I went to see Milos Forman’s classic, One Flew Over the Cuckoo’s Nest, three days in a row when it came out in 1975. The first time was to see John Joseph “Jack” Nicholson again to hear what he would say this time. I had become a big fan. It started with: “They ain’t scared of you. They’re scared of what you represent to them,” (Easy Rider, 1969); continued with: “I want you to hold it between your knees.” (Five Easy Pieces, 1970); picked up steam through: “I am the motherfucking shore patrol,” (The Last Detail, 1973); and was locked in with: “Only when I breathe,” (Chinatown, 1974).

The second night I went back to see if I saw what I thought I saw the first time. Something was eating at me.

The third time was for confirmation that I had gotten it right. The message was personal: I had to fly over my cuckoo’s nest. The place where I worked in the federal government was starting to feel like an asylum. The movie was pointing the way. But I’m ahead of myself.

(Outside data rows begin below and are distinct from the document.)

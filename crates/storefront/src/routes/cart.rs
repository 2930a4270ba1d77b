//! Cart route handlers.
//!
//! Mutations run on their own task so a client that disconnects mid-request
//! cannot abandon a read-modify-write halfway through.

use std::future::Future;

use axum::{
    Json,
    extract::{Path, State},
    http::StatusCode,
};
use rust_decimal::Decimal;
use serde::{Deserialize, Serialize};
use shopflow_core::{
    CartCandidate, CartLineItem, LineItemId, OrderSummary, ProductId, VariantSelection,
    cart_item_count, cart_total,
};
use tracing::instrument;

use crate::cart::CartError;
use crate::error::{AppError, Result, add_breadcrumb};
use crate::state::AppState;

// =============================================================================
// Views
// =============================================================================

/// The cart as rendered to clients.
#[derive(Debug, Serialize)]
#[serde(rename_all = "camelCase")]
pub struct CartView {
    pub items: Vec<CartLineItem>,
    pub item_count: u64,
    pub total: Decimal,
}

impl From<Vec<CartLineItem>> for CartView {
    fn from(items: Vec<CartLineItem>) -> Self {
        Self {
            item_count: cart_item_count(&items),
            total: cart_total(&items),
            items,
        }
    }
}

/// Add-to-cart request body.
#[derive(Debug, Deserialize)]
#[serde(rename_all = "camelCase")]
pub struct AddItemRequest {
    pub product_id: ProductId,
    #[serde(default = "default_quantity")]
    pub quantity: i64,
    pub size: Option<String>,
    pub color: Option<String>,
}

const fn default_quantity() -> i64 {
    1
}

/// Quantity update request body.
#[derive(Debug, Deserialize)]
pub struct UpdateItemRequest {
    pub quantity: i64,
}

// =============================================================================
// Handlers
// =============================================================================

/// Run a cart mutation to completion regardless of the client.
async fn detached<F, T>(future: F) -> Result<T>
where
    F: Future<Output = Result<T>> + Send + 'static,
    T: Send + 'static,
{
    tokio::spawn(future)
        .await
        .map_err(|e| AppError::Internal(format!("cart task failed: {e}")))?
}

fn parse_line_id(raw: &str) -> Result<LineItemId> {
    raw.parse()
        .map_err(|_| AppError::BadRequest(format!("invalid cart line id: {raw}")))
}

/// Show the cart.
#[instrument(skip(state))]
pub async fn show(State(state): State<AppState>) -> Result<Json<CartView>> {
    let items = state.cart().get_cart().await?;
    Ok(Json(items.into()))
}

/// Show the checkout summary for the cart.
#[instrument(skip(state))]
pub async fn summary(State(state): State<AppState>) -> Result<Json<OrderSummary>> {
    Ok(Json(state.checkout().summary().await?))
}

/// Add a product to the cart.
///
/// The line snapshots the product's current name, price and image. Without a
/// size or color the product's first variant is chosen.
#[instrument(skip(state, body), fields(product_id = %body.product_id, quantity = body.quantity))]
pub async fn add(
    State(state): State<AppState>,
    Json(body): Json<AddItemRequest>,
) -> Result<(StatusCode, Json<CartView>)> {
    let quantity = u32::try_from(body.quantity)
        .ok()
        .filter(|q| *q > 0)
        .ok_or(CartError::InvalidQuantity(body.quantity))?;
    let product_id = body.product_id;
    let product = state.catalog().get_by_id(product_id).await?;

    let variant = if body.size.is_none() && body.color.is_none() {
        product.default_selection()
    } else {
        VariantSelection::new(body.size.as_deref(), body.color.as_deref())
    };
    let candidate = CartCandidate::from_product(&product, variant, quantity);

    add_breadcrumb(
        "cart",
        "Add to cart",
        &[
            ("product_id", product_id.to_string()),
            ("quantity", quantity.to_string()),
        ],
    );

    let cart = state.cart().clone();
    let items = detached(async move { Ok(cart.add_to_cart(candidate).await?) }).await?;
    Ok((StatusCode::CREATED, Json(items.into())))
}

/// Set a line's quantity.
#[instrument(skip(state))]
pub async fn update(
    State(state): State<AppState>,
    Path(id): Path<String>,
    Json(body): Json<UpdateItemRequest>,
) -> Result<Json<CartView>> {
    let id = parse_line_id(&id)?;
    let cart = state.cart().clone();
    let items =
        detached(async move { Ok(cart.update_quantity(id, body.quantity).await?) }).await?;
    Ok(Json(items.into()))
}

/// Remove a line.
#[instrument(skip(state))]
pub async fn remove(
    State(state): State<AppState>,
    Path(id): Path<String>,
) -> Result<Json<CartView>> {
    let id = parse_line_id(&id)?;
    let cart = state.cart().clone();
    let items = detached(async move { Ok(cart.remove_from_cart(id).await?) }).await?;
    Ok(Json(items.into()))
}

/// Empty the cart.
#[instrument(skip(state))]
pub async fn clear(State(state): State<AppState>) -> Result<Json<CartView>> {
    let cart = state.cart().clone();
    let items = detached(async move { Ok(cart.clear_cart().await?) }).await?;
    Ok(Json(items.into()))
}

The movie is based on the 1962 Ken Kesey book with the same title, taken from the nursery rhyme, “Vinery, Mintery, Cutery, Corn”:

Vintery, mintery, cutery, corn,
Apple seed and apple thorn,
Wire, briar, limber lock
Three geese in a flock
One flew East
One flew West
And one flew over the cuckoo’s nest.

The book is a story about the mental and physical consequences of freedom in the face of authority that seeks only conformity. America at the time was in a cold war, opposing communism and totalitarian regimes around the world. Kesey wanted to look at totalitarian practices within. By selecting a line from a nursery rhyme, Kesey was saying, any story of government suppression, citizen control and authoritarianism, stripped to its core, is as simple as a nursery rhyme, something even a child can understand. But authorities always complicate things. Simple things don’t need government intervention, so governments complicate matters in order to justify their modus operandi, intervention and control.

(We saw this pattern of government intervention in the Civil Rights movement of the 60s, the War Protests of the 60s and 70s and most recently the Occupy Wall Street demonstrations where the police agitated peaceful crowds to make them unruly in order to subdue them.)

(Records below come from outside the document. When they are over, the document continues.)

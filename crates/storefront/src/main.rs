//! ShopFlow Storefront - catalog, cart and checkout JSON API.
//!
//! This binary serves the storefront API on port 3000.
//!
//! # Architecture
//!
//! - Axum web framework, JSON in and out
//! - Catalog from a seed file or the hosted record API, cached in memory
//! - Cart persisted to a local key-value store or the record API
//! - Simulated payment at checkout

#![cfg_attr(not(test), forbid(unsafe_code))]

use std::process::ExitCode;

use sentry::integrations::tracing as sentry_tracing;
use shopflow_storefront::config::StorefrontConfig;
use shopflow_storefront::routes;
use shopflow_storefront::state::AppState;
use tracing_subscriber::{layer::SubscriberExt, util::SubscriberInitExt};

/// Initialize Sentry error tracking and return guard that must be kept alive.
fn init_sentry(config: &StorefrontConfig) -> Option<sentry::ClientInitGuard> {
    let dsn = config.sentry_dsn.as_ref()?;

    let guard = sentry::init((
        dsn.as_str(),
        sentry::ClientOptions {
            release: sentry::release_name!(),
            environment: config
                .sentry_environment
                .clone()
                .map(std::borrow::Cow::Owned),
            attach_stacktrace: true,
            ..Default::default()
        },
    ));

    tracing::info!("Sentry initialized");
    Some(guard)
}

/// Filter tracing events to Sentry event types.
fn sentry_event_filter(metadata: &tracing::Metadata<'_>) -> sentry_tracing::EventFilter {
    match *metadata.level() {
        tracing::Level::ERROR | tracing::Level::WARN => sentry_tracing::EventFilter::Event,
        tracing::Level::INFO | tracing::Level::DEBUG => sentry_tracing::EventFilter::Breadcrumb,
        _ => sentry_tracing::EventFilter::Ignore,
    }
}

fn main() -> ExitCode {
    // Configuration first: Sentry needs the DSN before the runtime starts
    let config = match StorefrontConfig::from_env() {
        Ok(config) => config,
        Err(e) => {
            #[allow(clippy::print_stderr)]
            {
                eprintln!("Failed to load configuration: {e}");
            }
            return ExitCode::FAILURE;
        }
    };

    let _sentry_guard = init_sentry(&config);

    let env_filter = tracing_subscriber::EnvFilter::try_from_default_env()
        .unwrap_or_else(|_| "shopflow_storefront=info,tower_http=debug".into());

    tracing_subscriber::registry()
        .with(env_filter)
        .with(tracing_subscriber::fmt::layer())
        .with(sentry_tracing::layer().event_filter(sentry_event_filter))
        .init();

    let runtime = match tokio::runtime::Builder::new_multi_thread().enable_all().build() {
        Ok(runtime) => runtime,
        Err(e) => {
            tracing::error!(error = %e, "Failed to start async runtime");
            return ExitCode::FAILURE;
        }
    };

    match runtime.block_on(run(config)) {
        Ok(()) => ExitCode::SUCCESS,
        Err(e) => {
            tracing::error!(error = %e, "Storefront exited with an error");
            ExitCode::FAILURE
        }
    }
}

async fn run(config: StorefrontConfig) -> Result<(), Box<dyn std::error::Error>> {
    let addr = config.socket_addr();
    let state = AppState::from_config(config).await?;

    let app = routes::app(state)
        // Sentry layers (outermost for full request coverage)
        .layer(sentry_tower::NewSentryLayer::new_from_top())
        .layer(sentry_tower::SentryHttpLayer::new().enable_transaction());

    let listener = tokio::net::TcpListener::bind(addr).await?;
    tracing::info!("storefront listening on {}", addr);

    axum::serve(listener, app)
        .with_graceful_shutdown(shutdown_signal())
        .await?;
    Ok(())
}

/// Wait for shutdown signal (Ctrl+C or SIGTERM).
async fn shutdown_signal() {
    let ctrl_c = async {
        if let Err(e) = tokio::signal::ctrl_c().await {
            tracing::error!(error = %e, "Failed to listen for Ctrl+C");
            std::future::pending::<()>().await;
        }
    };

    #[cfg(unix)]
    let terminate = async {
        match tokio::signal::unix::signal(tokio::signal::unix::SignalKind::terminate()) {
            Ok(mut signal) => {
                signal.recv().await;
            }
            Err(e) => {
                tracing::error!(error = %e, "Failed to install SIGTERM handler");
                std::future::pending::<()>().await;
            }
        }
    };

    #[cfg(not(unix))]
    let terminate = std::future::pending::<()>();

    tokio::select! {
        () = ctrl_c => {},
        () = terminate => {},
    }

    tracing::info!("Shutdown signal received, starting graceful shutdown");
}
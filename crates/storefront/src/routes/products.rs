//! Catalog route handlers.

use axum::{
    Json,
    extract::{Path, Query, State},
};
use rust_decimal::Decimal;
use serde::{Deserialize, Serialize};
use shopflow_core::{Category, Product, ProductFilters, ProductId, SortOrder, VariantSelection};
use tracing::instrument;

use crate::error::{AppError, Result};
use crate::state::AppState;

/// Listing query parameters.
#[derive(Debug, Default, Deserialize)]
pub struct ProductQuery {
    pub search: Option<String>,
    pub category: Option<String>,
    pub min_price: Option<Decimal>,
    pub max_price: Option<Decimal>,
    pub in_stock: Option<bool>,
    pub featured: Option<bool>,
    pub sort: Option<String>,
}

impl ProductQuery {
    fn filters(&self) -> ProductFilters {
        ProductFilters {
            search: self.search.clone(),
            category: self.category.clone(),
            min_price: self.min_price,
            max_price: self.max_price,
            in_stock: self.in_stock.unwrap_or(false),
            featured: self.featured.unwrap_or(false),
        }
    }
}

/// Search query parameters.
#[derive(Debug, Deserialize)]
pub struct SearchQuery {
    #[serde(default)]
    pub q: String,
    pub sort: Option<String>,
}

/// A sorted product listing.
#[derive(Debug, Serialize)]
#[serde(rename_all = "camelCase")]
pub struct ProductList {
    pub count: usize,
    pub sort: SortOrder,
    pub products: Vec<Product>,
}

impl ProductList {
    fn sorted(mut products: Vec<Product>, sort: SortOrder) -> Self {
        sort.apply(&mut products);
        Self {
            count: products.len(),
            sort,
            products,
        }
    }
}

/// A product with the choices its detail page offers.
#[derive(Debug, Serialize)]
#[serde(rename_all = "camelCase")]
pub struct ProductDetail {
    #[serde(flatten)]
    pub product: Product,
    pub sizes: Vec<String>,
    pub colors: Vec<String>,
    pub default_selection: VariantSelection,
    pub default_stock: u32,
}

impl From<Product> for ProductDetail {
    fn from(product: Product) -> Self {
        let sizes = product.available_sizes().into_iter().map(str::to_owned).collect();
        let colors = product
            .available_colors(None)
            .into_iter()
            .map(str::to_owned)
            .collect();
        let default_selection = product.default_selection();
        let default_stock = product.variant_stock(&default_selection);
        Self {
            product,
            sizes,
            colors,
            default_selection,
            default_stock,
        }
    }
}

fn parse_sort(sort: Option<&str>) -> Result<SortOrder> {
    sort.unwrap_or_default()
        .parse()
        .map_err(|e: shopflow_core::UnknownSortOrder| AppError::BadRequest(e.to_string()))
}

/// Parse a product ID path segment.
fn parse_product_id(raw: &str) -> Result<ProductId> {
    raw.parse()
        .map_err(|_| AppError::BadRequest(format!("invalid product id: {raw}")))
}

/// List products matching the query, sorted.
#[instrument(skip(state))]
pub async fn index(
    State(state): State<AppState>,
    Query(query): Query<ProductQuery>,
) -> Result<Json<ProductList>> {
    let sort = parse_sort(query.sort.as_deref())?;
    let products = state.catalog().get_all(&query.filters()).await?;
    Ok(Json(ProductList::sorted(products, sort)))
}

/// List featured products.
#[instrument(skip(state))]
pub async fn featured(State(state): State<AppState>) -> Result<Json<ProductList>> {
    let products = state.catalog().get_featured().await?;
    Ok(Json(ProductList::sorted(products, SortOrder::Featured)))
}

/// Show one product.
#[instrument(skip(state))]
pub async fn show(
    State(state): State<AppState>,
    Path(id): Path<String>,
) -> Result<Json<ProductDetail>> {
    let id = parse_product_id(&id)?;
    let product = state.catalog().get_by_id(id).await?;
    Ok(Json(product.into()))
}

/// List categories.
#[instrument(skip(state))]
pub async fn categories(State(state): State<AppState>) -> Result<Json<Vec<Category>>> {
    Ok(Json(state.catalog().get_categories().await?))
}

/// Search products by text.
#[instrument(skip(state))]
pub async fn search(
    State(state): State<AppState>,
    Query(query): Query<SearchQuery>,
) -> Result<Json<ProductList>> {
    let sort = parse_sort(query.sort.as_deref())?;
    let products = state.catalog().search_products(&query.q).await?;
    Ok(Json(ProductList::sorted(products, sort)))
}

The novel and movie are set in an insane asylum in Oregon where the inmates look like the kind of mix of people one sees on any street: some a little crazy looking, some just odd, others reasonable-looking citizens, none stepping out of the pages of GQ or Men’s Health.

This bunch in the movie acts differently: they are totally controlled by ex-army Nurse Ratched, the nurse from hell. Kesey, no doubt in my mind, put a woman’s face on the man’s world of intimidation and control, as a misdirection. Rached uses subtle humiliation, unpleasant meds and mind-numbing daily routine to keep the patients in check. When Jack arrives on the scene as Randle Patrick McMurphy, a repeat offender in for psychiatric evaluation on a rape charge, he quickly sees that his fellow citizens are more fearful of authority, Nurse Ratched, than they are focused on becoming functional enough to return to the outside world.

McMurphy wants to help the patients, especially the alleged deaf and dumb Chief Bromden, recover their pride and manhood. A battle of wills ensues as McMurphy tries to “democratize” the place. He finally concocts a diversion (a test-run at an escape) to take them all deep-sea fishing, saying “You’re not nuts, you are fishermen”. McMurphy climbs over the hospital fence with the Chief’s help. He hijacks a bus and takes the non-restricted patients for a ride, to the docks where they board a fishing boat. In one of the funny scenes, McMurphy introduces the patients to a suspicious harbormaster, claiming that they are doctors from the mental hospital. They motor out of the harbor, and McMurphy teaches one of them to drive the boat while the other men learn to fish.

When the boat trip is over they are confronted by the authorities at the dock and returned to the hospital. There Nurse Ratched insists that McMurphy be committed for an indefinite period of time. As punishment, she suspends privileges and begins rationing cigarettes, thereby ensuring more confrontations with McMurphy.

This little stirring of inmate self-determination led, by their “savior” McMurphy, is short-lived and quickly forgotten. McMurphy begins to see that he is not just in for an evaluation and he realizes he may be doomed if he does not escape. He gets busy trying to help the others break out with him, but his plans are too elaborate and he waits too long.

The ultimate control for authoritarians has always been a technological one, from guns and bombs, to gases and drones. In this case, electroshock “therapy,” widely used in the 40s and 50s, often ends in lobotomy, rendering the person a permanent ward of the state. This is the ultimate control; Authority sees it as a “win” for the state. Lions 1: Humanity 0.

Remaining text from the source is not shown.